■ **ABOUT THIS EXERCISE**: Copy exactly, please, each line of the data below until the line that contains "use uuid::Uuid;" has been copied, beginning at the top.
============
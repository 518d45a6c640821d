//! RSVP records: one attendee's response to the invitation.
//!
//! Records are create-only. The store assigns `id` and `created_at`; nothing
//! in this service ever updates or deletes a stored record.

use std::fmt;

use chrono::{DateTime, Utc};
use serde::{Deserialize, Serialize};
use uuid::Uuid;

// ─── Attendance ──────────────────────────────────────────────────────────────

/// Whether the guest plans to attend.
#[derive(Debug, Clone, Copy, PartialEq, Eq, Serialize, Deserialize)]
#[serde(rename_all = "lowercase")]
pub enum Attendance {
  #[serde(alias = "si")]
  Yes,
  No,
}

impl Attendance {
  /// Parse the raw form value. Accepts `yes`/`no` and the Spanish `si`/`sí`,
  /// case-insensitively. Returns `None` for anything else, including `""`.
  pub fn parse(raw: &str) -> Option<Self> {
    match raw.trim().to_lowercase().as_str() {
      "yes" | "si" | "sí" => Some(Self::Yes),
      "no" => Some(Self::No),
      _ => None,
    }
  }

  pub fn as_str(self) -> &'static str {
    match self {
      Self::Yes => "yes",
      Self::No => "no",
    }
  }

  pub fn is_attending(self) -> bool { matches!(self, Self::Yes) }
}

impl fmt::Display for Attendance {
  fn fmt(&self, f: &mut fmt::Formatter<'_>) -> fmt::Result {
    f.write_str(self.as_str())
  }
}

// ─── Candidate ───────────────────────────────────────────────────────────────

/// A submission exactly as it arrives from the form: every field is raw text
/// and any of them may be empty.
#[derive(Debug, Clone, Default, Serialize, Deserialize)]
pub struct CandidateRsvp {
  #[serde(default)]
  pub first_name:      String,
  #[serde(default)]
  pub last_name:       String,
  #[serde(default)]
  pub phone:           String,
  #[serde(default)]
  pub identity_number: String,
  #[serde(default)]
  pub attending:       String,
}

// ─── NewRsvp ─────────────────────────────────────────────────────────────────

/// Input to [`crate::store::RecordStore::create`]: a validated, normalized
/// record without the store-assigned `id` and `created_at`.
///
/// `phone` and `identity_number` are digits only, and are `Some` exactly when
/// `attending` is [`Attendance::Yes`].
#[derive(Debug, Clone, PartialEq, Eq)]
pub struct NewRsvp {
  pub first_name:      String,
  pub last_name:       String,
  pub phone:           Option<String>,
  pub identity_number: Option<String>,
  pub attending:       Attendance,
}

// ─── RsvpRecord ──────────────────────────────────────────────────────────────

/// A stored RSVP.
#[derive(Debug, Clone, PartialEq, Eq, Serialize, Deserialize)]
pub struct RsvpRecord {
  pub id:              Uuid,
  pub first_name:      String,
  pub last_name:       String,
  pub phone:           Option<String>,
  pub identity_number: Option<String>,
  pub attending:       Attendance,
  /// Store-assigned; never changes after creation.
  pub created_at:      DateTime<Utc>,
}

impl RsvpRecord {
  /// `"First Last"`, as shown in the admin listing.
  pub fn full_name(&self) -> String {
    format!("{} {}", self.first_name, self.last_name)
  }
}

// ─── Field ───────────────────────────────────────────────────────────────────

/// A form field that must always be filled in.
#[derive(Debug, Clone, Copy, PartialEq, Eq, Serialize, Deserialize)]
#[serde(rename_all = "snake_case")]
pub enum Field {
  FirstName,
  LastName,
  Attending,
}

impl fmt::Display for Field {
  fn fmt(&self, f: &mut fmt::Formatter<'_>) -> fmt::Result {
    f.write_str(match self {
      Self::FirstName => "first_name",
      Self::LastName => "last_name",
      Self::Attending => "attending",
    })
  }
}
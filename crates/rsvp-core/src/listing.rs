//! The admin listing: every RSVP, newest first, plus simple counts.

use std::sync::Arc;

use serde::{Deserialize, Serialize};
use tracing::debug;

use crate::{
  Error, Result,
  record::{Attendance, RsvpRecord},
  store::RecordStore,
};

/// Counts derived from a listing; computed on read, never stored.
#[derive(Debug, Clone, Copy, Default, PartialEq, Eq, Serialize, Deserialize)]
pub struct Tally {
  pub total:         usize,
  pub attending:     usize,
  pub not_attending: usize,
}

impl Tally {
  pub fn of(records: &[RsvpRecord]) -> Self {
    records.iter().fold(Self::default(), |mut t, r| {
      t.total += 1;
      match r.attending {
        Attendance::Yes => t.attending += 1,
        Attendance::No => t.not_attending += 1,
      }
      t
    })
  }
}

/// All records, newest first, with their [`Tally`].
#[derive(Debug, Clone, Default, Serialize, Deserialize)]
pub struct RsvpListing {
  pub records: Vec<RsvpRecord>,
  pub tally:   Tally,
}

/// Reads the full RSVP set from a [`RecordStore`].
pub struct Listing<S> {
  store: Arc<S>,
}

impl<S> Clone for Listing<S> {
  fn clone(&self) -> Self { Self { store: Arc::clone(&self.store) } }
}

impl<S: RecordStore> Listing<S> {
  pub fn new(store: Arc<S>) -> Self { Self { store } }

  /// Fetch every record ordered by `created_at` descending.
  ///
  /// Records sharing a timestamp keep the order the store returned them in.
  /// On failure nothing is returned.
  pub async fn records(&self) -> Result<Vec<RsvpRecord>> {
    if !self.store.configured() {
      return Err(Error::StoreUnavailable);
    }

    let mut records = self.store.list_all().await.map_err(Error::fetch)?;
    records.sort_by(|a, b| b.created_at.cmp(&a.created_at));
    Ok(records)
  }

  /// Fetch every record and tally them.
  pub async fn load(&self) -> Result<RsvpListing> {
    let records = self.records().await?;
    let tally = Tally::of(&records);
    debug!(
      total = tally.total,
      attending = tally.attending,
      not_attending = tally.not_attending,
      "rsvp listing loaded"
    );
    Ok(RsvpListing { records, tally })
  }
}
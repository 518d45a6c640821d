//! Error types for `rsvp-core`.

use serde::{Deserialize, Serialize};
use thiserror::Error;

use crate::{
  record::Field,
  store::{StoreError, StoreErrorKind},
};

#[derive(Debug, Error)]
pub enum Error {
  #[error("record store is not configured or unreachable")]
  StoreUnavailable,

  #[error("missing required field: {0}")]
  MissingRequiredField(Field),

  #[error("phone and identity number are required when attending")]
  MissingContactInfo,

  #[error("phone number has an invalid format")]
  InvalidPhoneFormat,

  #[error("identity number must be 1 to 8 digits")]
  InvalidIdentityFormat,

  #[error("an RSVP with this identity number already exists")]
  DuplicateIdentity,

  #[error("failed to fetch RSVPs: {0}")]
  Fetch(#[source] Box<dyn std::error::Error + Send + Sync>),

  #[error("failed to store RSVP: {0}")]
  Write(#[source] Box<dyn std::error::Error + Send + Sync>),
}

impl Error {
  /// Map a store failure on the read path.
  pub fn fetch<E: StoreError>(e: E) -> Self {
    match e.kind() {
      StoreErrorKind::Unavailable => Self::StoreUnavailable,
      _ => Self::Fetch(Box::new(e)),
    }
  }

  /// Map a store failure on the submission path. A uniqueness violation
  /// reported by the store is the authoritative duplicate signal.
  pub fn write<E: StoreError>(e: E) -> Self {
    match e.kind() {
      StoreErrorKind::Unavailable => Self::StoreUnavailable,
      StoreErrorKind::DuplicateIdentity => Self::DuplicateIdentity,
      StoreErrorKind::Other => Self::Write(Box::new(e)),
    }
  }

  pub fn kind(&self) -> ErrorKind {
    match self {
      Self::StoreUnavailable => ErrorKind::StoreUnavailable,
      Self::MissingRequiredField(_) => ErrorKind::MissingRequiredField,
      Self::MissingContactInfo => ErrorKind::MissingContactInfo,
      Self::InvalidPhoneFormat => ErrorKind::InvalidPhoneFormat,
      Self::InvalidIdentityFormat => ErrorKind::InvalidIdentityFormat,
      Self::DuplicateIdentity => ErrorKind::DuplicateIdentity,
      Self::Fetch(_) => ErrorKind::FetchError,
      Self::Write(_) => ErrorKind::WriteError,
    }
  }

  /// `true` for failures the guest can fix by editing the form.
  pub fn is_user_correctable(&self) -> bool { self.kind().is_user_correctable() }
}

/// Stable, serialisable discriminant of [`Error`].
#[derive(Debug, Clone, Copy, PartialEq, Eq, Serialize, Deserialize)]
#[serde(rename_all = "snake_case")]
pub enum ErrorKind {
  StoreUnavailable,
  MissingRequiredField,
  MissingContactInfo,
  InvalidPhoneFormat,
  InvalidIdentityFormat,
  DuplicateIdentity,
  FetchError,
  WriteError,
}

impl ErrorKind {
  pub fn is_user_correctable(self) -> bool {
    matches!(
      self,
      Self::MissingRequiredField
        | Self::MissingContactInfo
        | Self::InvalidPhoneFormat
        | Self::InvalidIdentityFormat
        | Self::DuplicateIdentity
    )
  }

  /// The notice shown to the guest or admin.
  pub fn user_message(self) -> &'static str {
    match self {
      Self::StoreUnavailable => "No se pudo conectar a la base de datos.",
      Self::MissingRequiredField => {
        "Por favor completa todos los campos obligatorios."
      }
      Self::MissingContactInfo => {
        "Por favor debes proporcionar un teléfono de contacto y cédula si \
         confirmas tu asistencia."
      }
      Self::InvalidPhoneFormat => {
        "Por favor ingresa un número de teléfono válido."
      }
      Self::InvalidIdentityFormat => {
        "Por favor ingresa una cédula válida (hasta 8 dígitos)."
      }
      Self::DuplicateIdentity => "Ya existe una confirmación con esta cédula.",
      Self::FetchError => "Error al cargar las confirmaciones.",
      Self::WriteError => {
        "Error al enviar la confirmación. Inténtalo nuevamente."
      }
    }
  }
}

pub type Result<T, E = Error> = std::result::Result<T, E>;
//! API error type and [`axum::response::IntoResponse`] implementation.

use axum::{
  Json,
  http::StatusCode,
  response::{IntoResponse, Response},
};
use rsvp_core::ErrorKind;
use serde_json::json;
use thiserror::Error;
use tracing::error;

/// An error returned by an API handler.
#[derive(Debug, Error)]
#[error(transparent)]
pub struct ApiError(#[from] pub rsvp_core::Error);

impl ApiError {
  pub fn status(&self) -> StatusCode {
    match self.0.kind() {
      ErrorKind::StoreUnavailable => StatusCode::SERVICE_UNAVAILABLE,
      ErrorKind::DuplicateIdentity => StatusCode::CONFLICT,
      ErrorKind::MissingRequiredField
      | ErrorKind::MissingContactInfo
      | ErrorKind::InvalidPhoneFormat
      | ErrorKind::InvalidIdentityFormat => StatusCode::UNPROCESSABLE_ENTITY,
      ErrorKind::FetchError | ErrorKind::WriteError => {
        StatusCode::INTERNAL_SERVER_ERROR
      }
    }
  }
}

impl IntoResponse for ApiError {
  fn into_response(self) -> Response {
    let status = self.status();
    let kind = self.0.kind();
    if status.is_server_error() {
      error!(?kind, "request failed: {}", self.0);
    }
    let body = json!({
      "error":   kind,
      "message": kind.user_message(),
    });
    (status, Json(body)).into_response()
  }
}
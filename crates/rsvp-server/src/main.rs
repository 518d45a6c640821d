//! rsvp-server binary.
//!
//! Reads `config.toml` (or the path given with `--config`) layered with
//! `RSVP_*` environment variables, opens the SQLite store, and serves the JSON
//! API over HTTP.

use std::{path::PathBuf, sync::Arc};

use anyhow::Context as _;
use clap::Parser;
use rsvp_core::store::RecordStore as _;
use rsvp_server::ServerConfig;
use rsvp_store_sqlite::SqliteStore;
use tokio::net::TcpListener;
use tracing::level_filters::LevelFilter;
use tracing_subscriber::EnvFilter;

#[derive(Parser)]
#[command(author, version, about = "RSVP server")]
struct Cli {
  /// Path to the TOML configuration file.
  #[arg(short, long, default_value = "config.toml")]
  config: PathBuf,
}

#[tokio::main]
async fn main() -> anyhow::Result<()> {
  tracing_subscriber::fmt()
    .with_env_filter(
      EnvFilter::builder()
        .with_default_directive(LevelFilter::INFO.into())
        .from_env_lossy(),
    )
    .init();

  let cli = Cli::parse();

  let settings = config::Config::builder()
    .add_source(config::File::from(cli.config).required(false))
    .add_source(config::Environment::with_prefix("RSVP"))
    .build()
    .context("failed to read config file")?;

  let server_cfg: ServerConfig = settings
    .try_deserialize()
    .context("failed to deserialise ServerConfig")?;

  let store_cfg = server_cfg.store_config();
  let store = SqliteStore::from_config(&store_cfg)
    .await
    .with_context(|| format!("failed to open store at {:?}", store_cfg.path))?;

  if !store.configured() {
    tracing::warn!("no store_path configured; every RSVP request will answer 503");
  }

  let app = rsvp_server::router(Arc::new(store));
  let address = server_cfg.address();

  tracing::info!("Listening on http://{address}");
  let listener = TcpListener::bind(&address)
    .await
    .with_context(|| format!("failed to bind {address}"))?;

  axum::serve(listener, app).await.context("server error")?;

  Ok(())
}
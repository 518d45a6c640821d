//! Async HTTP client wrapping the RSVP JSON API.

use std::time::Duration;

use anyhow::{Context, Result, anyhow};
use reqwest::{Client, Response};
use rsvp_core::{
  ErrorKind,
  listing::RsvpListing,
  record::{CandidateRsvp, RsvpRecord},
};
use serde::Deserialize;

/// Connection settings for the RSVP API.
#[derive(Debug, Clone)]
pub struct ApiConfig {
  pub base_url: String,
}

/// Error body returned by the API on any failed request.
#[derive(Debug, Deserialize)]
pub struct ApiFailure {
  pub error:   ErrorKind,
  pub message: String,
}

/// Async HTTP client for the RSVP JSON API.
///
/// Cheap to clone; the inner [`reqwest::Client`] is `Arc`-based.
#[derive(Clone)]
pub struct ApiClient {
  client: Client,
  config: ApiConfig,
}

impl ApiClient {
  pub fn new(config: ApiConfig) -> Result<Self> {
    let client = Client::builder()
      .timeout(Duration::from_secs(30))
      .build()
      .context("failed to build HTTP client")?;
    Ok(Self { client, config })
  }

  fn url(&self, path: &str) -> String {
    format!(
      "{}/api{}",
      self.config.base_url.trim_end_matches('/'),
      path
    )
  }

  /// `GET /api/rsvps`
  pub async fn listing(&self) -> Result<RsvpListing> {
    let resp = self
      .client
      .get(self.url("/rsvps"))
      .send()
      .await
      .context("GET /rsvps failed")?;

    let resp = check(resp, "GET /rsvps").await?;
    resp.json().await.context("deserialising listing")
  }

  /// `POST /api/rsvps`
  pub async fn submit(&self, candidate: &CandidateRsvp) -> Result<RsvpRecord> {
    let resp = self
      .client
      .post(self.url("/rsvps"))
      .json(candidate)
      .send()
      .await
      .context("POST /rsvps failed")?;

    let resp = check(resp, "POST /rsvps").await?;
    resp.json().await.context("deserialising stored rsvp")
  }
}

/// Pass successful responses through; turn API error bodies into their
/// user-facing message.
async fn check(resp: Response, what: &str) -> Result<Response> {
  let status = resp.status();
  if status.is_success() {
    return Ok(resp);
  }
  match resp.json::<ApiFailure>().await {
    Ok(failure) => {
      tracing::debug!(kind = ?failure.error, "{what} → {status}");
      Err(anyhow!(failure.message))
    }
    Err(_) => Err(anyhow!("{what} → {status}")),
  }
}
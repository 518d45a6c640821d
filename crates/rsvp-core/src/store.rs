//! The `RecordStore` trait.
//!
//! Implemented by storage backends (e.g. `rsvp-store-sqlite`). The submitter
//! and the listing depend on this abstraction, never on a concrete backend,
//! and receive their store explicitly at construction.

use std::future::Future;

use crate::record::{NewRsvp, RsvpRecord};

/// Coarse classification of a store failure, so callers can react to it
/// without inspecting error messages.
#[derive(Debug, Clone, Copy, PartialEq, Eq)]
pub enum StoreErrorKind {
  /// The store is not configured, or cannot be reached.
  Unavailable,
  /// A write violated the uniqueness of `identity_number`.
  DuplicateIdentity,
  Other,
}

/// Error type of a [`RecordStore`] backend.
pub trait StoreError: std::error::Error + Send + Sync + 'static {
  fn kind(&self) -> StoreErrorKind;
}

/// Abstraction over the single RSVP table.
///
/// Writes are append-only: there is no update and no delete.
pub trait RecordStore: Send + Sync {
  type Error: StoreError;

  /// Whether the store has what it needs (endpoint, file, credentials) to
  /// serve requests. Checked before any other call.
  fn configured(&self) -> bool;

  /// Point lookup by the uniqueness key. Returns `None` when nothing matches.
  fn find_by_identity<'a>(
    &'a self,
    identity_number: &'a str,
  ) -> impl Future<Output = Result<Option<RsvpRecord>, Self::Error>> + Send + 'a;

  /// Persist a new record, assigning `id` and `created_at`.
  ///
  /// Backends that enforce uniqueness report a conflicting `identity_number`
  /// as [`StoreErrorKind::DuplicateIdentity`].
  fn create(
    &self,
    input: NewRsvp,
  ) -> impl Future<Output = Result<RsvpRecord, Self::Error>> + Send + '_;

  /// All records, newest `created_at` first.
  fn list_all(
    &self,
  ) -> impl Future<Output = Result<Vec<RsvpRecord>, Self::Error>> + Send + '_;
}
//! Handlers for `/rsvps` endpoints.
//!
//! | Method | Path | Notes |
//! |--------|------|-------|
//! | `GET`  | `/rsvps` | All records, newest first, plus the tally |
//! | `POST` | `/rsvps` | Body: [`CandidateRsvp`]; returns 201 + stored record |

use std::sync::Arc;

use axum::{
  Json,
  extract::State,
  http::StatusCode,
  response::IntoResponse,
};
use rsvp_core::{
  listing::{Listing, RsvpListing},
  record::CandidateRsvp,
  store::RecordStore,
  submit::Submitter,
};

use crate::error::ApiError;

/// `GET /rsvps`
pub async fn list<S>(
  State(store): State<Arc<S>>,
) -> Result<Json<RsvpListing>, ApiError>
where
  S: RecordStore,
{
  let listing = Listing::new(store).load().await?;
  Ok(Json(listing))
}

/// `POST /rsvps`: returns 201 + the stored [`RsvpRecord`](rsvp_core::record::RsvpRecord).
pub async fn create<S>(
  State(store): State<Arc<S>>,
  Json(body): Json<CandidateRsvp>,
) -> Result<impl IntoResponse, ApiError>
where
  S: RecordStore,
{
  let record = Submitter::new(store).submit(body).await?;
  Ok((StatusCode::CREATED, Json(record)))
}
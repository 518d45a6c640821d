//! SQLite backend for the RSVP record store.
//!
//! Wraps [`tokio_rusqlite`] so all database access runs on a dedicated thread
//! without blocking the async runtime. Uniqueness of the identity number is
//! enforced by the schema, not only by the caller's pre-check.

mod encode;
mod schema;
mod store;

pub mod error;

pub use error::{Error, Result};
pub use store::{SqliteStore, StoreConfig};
============
■ **TASK SOLUTION**:
repository 518d45a6c640821d
//! RSVP records: one attendee's response to the invitation.
//!
//! Records are create-only. The store assigns `id` and `created_at`; nothing
//! in this service ever updates or deletes a stored record.

use std::fmt;

use chrono::{DateTime, Utc};
use serde::{Deserialize, Serialize};
use uuid::Uuid;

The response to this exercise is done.